Configuration Overview
The recommended way to configure meka is with a config file at ~/.config/meka/config.toml:
[provider]
name = "openai-api"
model = "gpt-4o"
api_key = "sk-..."
This is all you need to get started. See Config File for the full reference.
Required Settings
meka requires three settings to function. If any are missing, it prints an error with setup instructions:
| Setting | Config Key | Env Var | CLI Flag |
|---|---|---|---|
| Provider | provider.name | MEKA_PROVIDER | --provider |
| Model | provider.model | MEKA_MODEL | -m, --model |
| API Key | provider.api_key | OPENAI_API_KEY or CLAUDE_API_KEY | – |
Override Layers
Configuration is layered.
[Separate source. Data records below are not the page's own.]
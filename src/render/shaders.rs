// shaders.rs - Shader program build and ownership

use crate::render::backend::{GlBackend, ShaderBackend};
use gl::types::*;
use glam::Mat4;
use log::{debug, error, warn};
use std::collections::HashMap;
use std::ffi::NulError;
use std::fmt;
use std::fs;
use std::path::{Path, PathBuf};
use thiserror::Error;

#[derive(Debug, Error)]
pub enum ShaderError {
    #[error("{stage} shader source unavailable at {path:?}: {reason}")]
    SourceUnavailable {
        stage: ShaderStage,
        path: PathBuf,
        reason: String,
    },
    #[error("{stage} shader compilation failed: {log}")]
    Compilation { stage: ShaderStage, log: String },
    #[error("Program linking failed: {0}")]
    Linking(String),
    #[error("Null byte error: {0}")]
    Nul(#[from] NulError),
}

#[derive(Debug, Clone, Copy, PartialEq, Eq, Hash)]
pub enum ShaderStage {
    Vertex,
    Fragment,
}

impl ShaderStage {
    pub fn gl_enum(self) -> GLenum {
        match self {
            ShaderStage::Vertex => gl::VERTEX_SHADER,
            ShaderStage::Fragment => gl::FRAGMENT_SHADER,
        }
    }
}

impl fmt::Display for ShaderStage {
    fn fmt(&self, f: &mut fmt::Formatter<'_>) -> fmt::Result {
        match self {
            ShaderStage::Vertex => f.write_str("vertex"),
            ShaderStage::Fragment => f.write_str("fragment"),
        }
    }
}

/// Text of one shader stage, or the reason it could not be read.
#[derive(Debug, Clone, PartialEq, Eq)]
pub enum ShaderSource {
    Loaded(String),
    Unavailable { path: PathBuf, reason: String },
}

impl ShaderSource {
    /// What gets handed to the compiler. Unavailable sources compile as empty.
    pub fn text(&self) -> &str {
        match self {
            ShaderSource::Loaded(text) => text,
            ShaderSource::Unavailable { .. } => "",
        }
    }

    pub fn is_available(&self) -> bool {
        matches!(self, ShaderSource::Loaded(_))
    }
}

impl From<&str> for ShaderSource {
    fn from(text: &str) -> Self {
        ShaderSource::Loaded(text.to_string())
    }
}

pub fn load_source<P: AsRef<Path>>(path: P) -> ShaderSource {
    let path = path.as_ref();
    // Bytes the compiler would choke on still count as a readable source.
    match fs::read(path) {
        Ok(bytes) => ShaderSource::Loaded(String::from_utf8_lossy(&bytes).into_owned()),
        Err(e) => {
            warn!("Could not read shader source {:?}: {}", path, e);
            ShaderSource::Unavailable {
                path: path.to_path_buf(),
                reason: e.to_string(),
            }
        }
    }
}

#[derive(Debug, Clone, PartialEq, Eq)]
pub struct StageReport {
    pub stage: ShaderStage,
    pub source: SourceOrigin,
    pub compiled: bool,
    pub log: String,
    /// Set when the driver never saw the source because of an interior NUL.
    pub rejected: Option<NulError>,
}

#[derive(Debug, Clone, PartialEq, Eq)]
pub enum SourceOrigin {
    Provided,
    Unavailable { path: PathBuf, reason: String },
}

/// Compiler and linker output for one build.
#[derive(Debug, Clone, PartialEq, Eq)]
pub struct DiagnosticLog {
    pub vertex: StageReport,
    pub fragment: StageReport,
    pub link: String,
}

impl DiagnosticLog {
    pub fn stage(&self, stage: ShaderStage) -> &StageReport {
        match stage {
            ShaderStage::Vertex => &self.vertex,
            ShaderStage::Fragment => &self.fragment,
        }
    }

    pub fn is_empty(&self) -> bool {
        self.vertex.log.trim().is_empty()
            && self.fragment.log.trim().is_empty()
            && self.link.trim().is_empty()
    }
}

impl fmt::Display for DiagnosticLog {
    fn fmt(&self, f: &mut fmt::Formatter<'_>) -> fmt::Result {
        for report in [&self.vertex, &self.fragment] {
            if !report.log.trim().is_empty() {
                writeln!(f, "[{}] {}", report.stage, report.log.trim_end())?;
            }
        }
        if !self.link.trim().is_empty() {
            writeln!(f, "[link] {}", self.link.trim_end())?;
        }
        Ok(())
    }
}

#[derive(Debug, Clone, Copy, PartialEq, Eq)]
pub enum BuildStatus {
    Linked,
    Failed,
}

/// Outcome of a program build: the handle is always returned, alongside
/// whether it linked and everything the driver said about it.
///
/// The handle is owned by whoever holds this value; turn it into a
/// [`ShaderProgram`] or call [`ProgramBuild::release`].
#[must_use]
pub struct ProgramBuild<B: ShaderBackend = GlBackend> {
    pub handle: GLuint,
    pub status: BuildStatus,
    pub log: DiagnosticLog,
    backend: B,
}

impl<B: ShaderBackend> ProgramBuild<B> {
    pub fn is_linked(&self) -> bool {
        self.status == BuildStatus::Linked
    }

    /// Takes ownership of the handle whatever the status.
    pub fn into_program(self) -> ShaderProgram<B> {
        ShaderProgram::from_raw(self.backend, self.handle)
    }

    /// Keeps the program only if it linked; otherwise deletes it and reports
    /// the earliest failure.
    pub fn into_result(self) -> Result<ShaderProgram<B>, ShaderError> {
        if self.is_linked() {
            return Ok(self.into_program());
        }

        let err = self.failure();
        self.release();
        Err(err)
    }

    pub fn release(self) {
        if self.handle != 0 {
            self.backend.delete_program(self.handle);
        }
    }

    fn failure(&self) -> ShaderError {
        for report in [&self.log.vertex, &self.log.fragment] {
            if let SourceOrigin::Unavailable { path, reason } = &report.source {
                return ShaderError::SourceUnavailable {
                    stage: report.stage,
                    path: path.clone(),
                    reason: reason.clone(),
                };
            }
        }
        for report in [&self.log.vertex, &self.log.fragment] {
            if let Some(e) = &report.rejected {
                return ShaderError::Nul(e.clone());
            }
        }
        for report in [&self.log.vertex, &self.log.fragment] {
            if !report.compiled {
                return ShaderError::Compilation {
                    stage: report.stage,
                    log: report.log.clone(),
                };
            }
        }
        ShaderError::Linking(self.log.link.clone())
    }
}

impl<B: ShaderBackend> fmt::Debug for ProgramBuild<B> {
    fn fmt(&self, f: &mut fmt::Formatter<'_>) -> fmt::Result {
        f.debug_struct("ProgramBuild")
            .field("handle", &self.handle)
            .field("status", &self.status)
            .field("log", &self.log)
            .finish()
    }
}

/// Reads both stage sources and builds a program from them.
pub fn build_program<B, P, Q>(backend: B, vertex_path: P, fragment_path: Q) -> ProgramBuild<B>
where
    B: ShaderBackend,
    P: AsRef<Path>,
    Q: AsRef<Path>,
{
    let vertex = load_source(vertex_path);
    let fragment = load_source(fragment_path);
    build_program_from_sources(backend, &vertex, &fragment)
}

pub fn build_program_from_sources<B: ShaderBackend>(
    backend: B,
    vertex: &ShaderSource,
    fragment: &ShaderSource,
) -> ProgramBuild<B> {
    let (vertex_id, vertex_report) = compile_stage(&backend, ShaderStage::Vertex, vertex);
    let (fragment_id, fragment_report) = compile_stage(&backend, ShaderStage::Fragment, fragment);

    let program = backend.create_program();
    backend.attach_shader(program, vertex_id);
    backend.attach_shader(program, fragment_id);
    backend.link_program(program);

    let linked = backend.link_status(program);
    let link_log = backend.program_info_log(program);
    report_log("program link", linked, &link_log);

    // Stage objects are dead weight once the program is linked, or failed to.
    backend.detach_shader(program, vertex_id);
    backend.detach_shader(program, fragment_id);
    backend.delete_shader(vertex_id);
    backend.delete_shader(fragment_id);

    let status = if linked && vertex_report.compiled && fragment_report.compiled {
        BuildStatus::Linked
    } else {
        BuildStatus::Failed
    };
    debug!("Built shader program {} ({:?})", program, status);

    ProgramBuild {
        handle: program,
        status,
        log: DiagnosticLog {
            vertex: vertex_report,
            fragment: fragment_report,
            link: link_log,
        },
        backend,
    }
}

fn compile_stage<B: ShaderBackend>(
    backend: &B,
    stage: ShaderStage,
    source: &ShaderSource,
) -> (GLuint, StageReport) {
    let shader = backend.create_shader(stage);

    let rejected = backend.shader_source(shader, source.text()).err();
    if rejected.is_some() {
        // Still compile something so the stage has a defined state.
        let cleared = backend.shader_source(shader, "");
        debug_assert!(cleared.is_ok(), "an empty source has no interior NUL");
    }
    backend.compile_shader(shader);

    let mut compiled = backend.compile_status(shader);
    let mut log = backend.shader_info_log(shader);
    if let Some(e) = &rejected {
        compiled = false;
        log.insert_str(0, &format!("{} shader source rejected: {}\n", stage, e));
    }
    report_log(&format!("{} shader compile", stage), compiled, &log);

    let origin = match source {
        ShaderSource::Loaded(_) => SourceOrigin::Provided,
        ShaderSource::Unavailable { path, reason } => SourceOrigin::Unavailable {
            path: path.clone(),
            reason: reason.clone(),
        },
    };

    (
        shader,
        StageReport {
            stage,
            source: origin,
            compiled,
            log,
            rejected,
        },
    )
}

fn report_log(what: &str, ok: bool, log: &str) {
    let log = log.trim_end();
    if log.is_empty() {
        return;
    }
    if ok {
        warn!("{} produced diagnostics:\n{}", what, log);
    } else {
        error!("{} failed:\n{}", what, log);
    }
}

/// Owned GL program with a uniform location cache. Deleted on drop.
pub struct ShaderProgram<B: ShaderBackend = GlBackend> {
    id: GLuint,
    backend: B,
    uniforms: HashMap<String, GLint>,
}

impl<B: ShaderBackend> ShaderProgram<B> {
    pub fn from_raw(backend: B, id: GLuint) -> Self {
        Self {
            id,
            backend,
            uniforms: HashMap::new(),
        }
    }

    pub fn id(&self) -> GLuint {
        self.id
    }

    pub fn set_used(&self) {
        self.backend.use_program(self.id);
    }

    pub fn uniform_location(&mut self, name: &str) -> GLint {
        if let Some(location) = self.uniforms.get(name) {
            return *location;
        }

        let location = self.backend.uniform_location(self.id, name);
        if location == -1 {
            warn!("Uniform '{}' not found in program {}", name, self.id);
        }

        self.uniforms.insert(name.to_string(), location);
        location
    }

    pub fn set_uniform_mat4(&mut self, name: &str, mat: &Mat4) {
        self.set_used();
        let location = self.uniform_location(name);
        if location != -1 {
            self.backend.uniform_matrix4(location, &mat.to_cols_array());
        }
    }
}

impl<B: ShaderBackend> Drop for ShaderProgram<B> {
    fn drop(&mut self) {
        if self.id != 0 {
            self.backend.delete_program(self.id);
        }
    }
}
Higher-priority layers override lower ones:
- CLI flags – per-invocation overrides (
--provider,--model,--base-url,-p) - Environment variables – useful for CI, containers, or temporary overrides (
MEKA_PROVIDER, etc.) - Config file – persistent settings in
~/.config/meka/config.toml - Built-in defaults – permission defaults to
read, streaming defaults to on
For example, --model gpt-4o-mini on the command line overrides both MEKA_MODEL and provider.model in the config file.
API Key Resolution
The API key environment variable depends on the configured provider:
- Provider
openai-api: readsOPENAI_API_KEY - Provider
openai-codex: readsOPENAI_CODEX_TOKEN, otherwise loads the OAuth token saved bymeka setup - Provider
claude-api: readsCLAUDE_API_KEY - Provider
claude-oauth: readsCLAUDE_OAUTH_TOKEN, otherwise loads the OAuth token saved bymeka setup
If the environment variable is not set, it falls back to provider.api_key (or provider.oauth_token for OAuth providers) in the config file.